Ethnopharmacological study of flavonoid compounds in Magnolia champaca (L.) Baill. ex Pierre as anti-inflammatory agents by molecular docking

Abstract

Context: Magnolia champaca (L.) Baill. ex Pierre has traditionally been used by the culture to prevent and cure the inflammatory disease. Aims: To determine the benefit of M. champaca in the local community, especially in the treatment of tuberculosis, and investigate the potency of the flavonoid content of M. champaca as an anti-inflammatory agent through in silico analysis. Methods: An ethnobotanical survey was conducted by structured interviews and responses in the Pamekasan district. The identification of flavonoid in selected plant was carried out from literature.
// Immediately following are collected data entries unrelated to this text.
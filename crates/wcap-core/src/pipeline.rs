use anyhow::Result;

use crate::CaptureRecord;

/// Destination for finished captures (database row, image file, ...).
///
/// Returns the identifier generated by the store.
#[async_trait::async_trait]
pub trait CaptureSink: Send + Sync {
    fn name(&self) -> &str;

    async fn store(&self, record: &CaptureRecord) -> Result<i64>;
}
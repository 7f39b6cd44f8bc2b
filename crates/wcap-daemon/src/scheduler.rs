//! Continuous capture loop

use rand::Rng;
use std::sync::Arc;
use std::time::Duration;
use tokio_util::sync::CancellationToken;
use tracing::{error, info, warn};

use crate::orchestrator::CycleRunner;

pub const BASE_INTERVAL_SECS: i64 = 600;
pub const INTERVAL_JITTER_SECS: i64 = 30;
pub const MIN_INTERVAL_SECS: i64 = 60;

/// Sleep after a cycle: the base interval shifted by `jitter_secs`, never
/// below the floor
pub fn next_interval(jitter_secs: i64) -> Duration {
    let secs = (BASE_INTERVAL_SECS + jitter_secs).max(MIN_INTERVAL_SECS);
    Duration::from_secs(secs as u64)
}

/// Uniform jitter in `[-INTERVAL_JITTER_SECS, INTERVAL_JITTER_SECS]`
pub fn random_jitter() -> i64 {
    rand::thread_rng().gen_range(-INTERVAL_JITTER_SECS..=INTERVAL_JITTER_SECS)
}

/// Totals for one scheduler run
#[derive(Debug, Clone, Copy, Default, PartialEq, Eq)]
pub struct SchedulerStats {
    pub cycles: u64,
    /// Cycles that produced no artifact
    pub failed: u64,
    /// Cycles whose artifact could not be persisted
    pub unstored: u64,
}

/// Runs cycles back to back with a jittered sleep in between. Cycles never
/// overlap, and cancellation is only observed between cycles and while
/// sleeping.
pub struct Scheduler {
    runner: Arc<dyn CycleRunner>,
    jitter: Box<dyn Fn() -> i64 + Send + Sync>,
}

impl Scheduler {
    pub fn new(runner: Arc<dyn CycleRunner>) -> Self {
        Self {
            runner,
            jitter: Box::new(random_jitter),
        }
    }

    /// Replace the jitter source
    pub fn with_jitter(mut self, jitter: impl Fn() -> i64 + Send + Sync + 'static) -> Self {
        self.jitter = Box::new(jitter);
        self
    }

    /// Run until `token` is cancelled
    pub async fn run(&self, token: CancellationToken) -> SchedulerStats {
        let mut stats = SchedulerStats::default();
        info!(
            base_secs = BASE_INTERVAL_SECS,
            jitter_secs = INTERVAL_JITTER_SECS,
            "Scheduler started"
        );

        while !token.is_cancelled() {
            stats.cycles += 1;
            match self.runner.run_cycle().await {
                Ok(report) if report.is_stored() => info!(
                    cycle = stats.cycles,
                    source = ?report.frame_source,
                    readings = report.readings.len(),
                    overlay = report.overlay_applied,
                    "Cycle complete"
                ),
                Ok(report) => {
                    stats.unstored += 1;
                    warn!(cycle = stats.cycles, error = ?report.stored.err(), "Cycle complete, capture not stored");
                }
                Err(e) => {
                    stats.failed += 1;
                    error!(cycle = stats.cycles, error = %format!("{:#}", e), "Cycle failed");
                }
            }

            let pause = next_interval((self.jitter)());
            info!(secs = pause.as_secs(), "Next cycle scheduled");
            tokio::select! {
                _ = token.cancelled() => break,
                _ = tokio::time::sleep(pause) => {}
            }
        }

        info!(cycles = stats.cycles, failed = stats.failed, "Scheduler stopped");
        stats
    }
}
Then, quercetin, (-)-epicatechin, and kaempferol were docked with protein targets including cyclooxygenase-2 (COX-2), mitogen-activated protein kinases (p38 MAPK), nuclear factor kappa B (NF-κB), and phosphoinositide 3 kinases (PI3k). The ability of complex compounds was considered dependent on energy binding and the ability to bind native ligand to proteins. Results: M. champaca exhibited the highest RFI value, indicated that this plant mainly used to treat tuberculosis symptoms in the local community. The compounds of quercetin and (-)-epicatechin can only be bound to a native ligand COX-2, NAG. The compounds quercetin, rutin, kaempferol, and (-)-epicatechin can then be bound to both the native proteins NF-κB and PI3K. Nevertheless, native ligand-protein p38 MAP-kinases cannot be bound by complex compounds like quercetin, rutin, kaempferol, and (-)-epicatechin. Conclusions: The research offers proof for considering the flavonoid compound in M. champaca as a beneficial ligand complex throughout the treatment and prevention of inflammatory diseases. Further in vitro and in vivo studies could prove its therapeutic potential.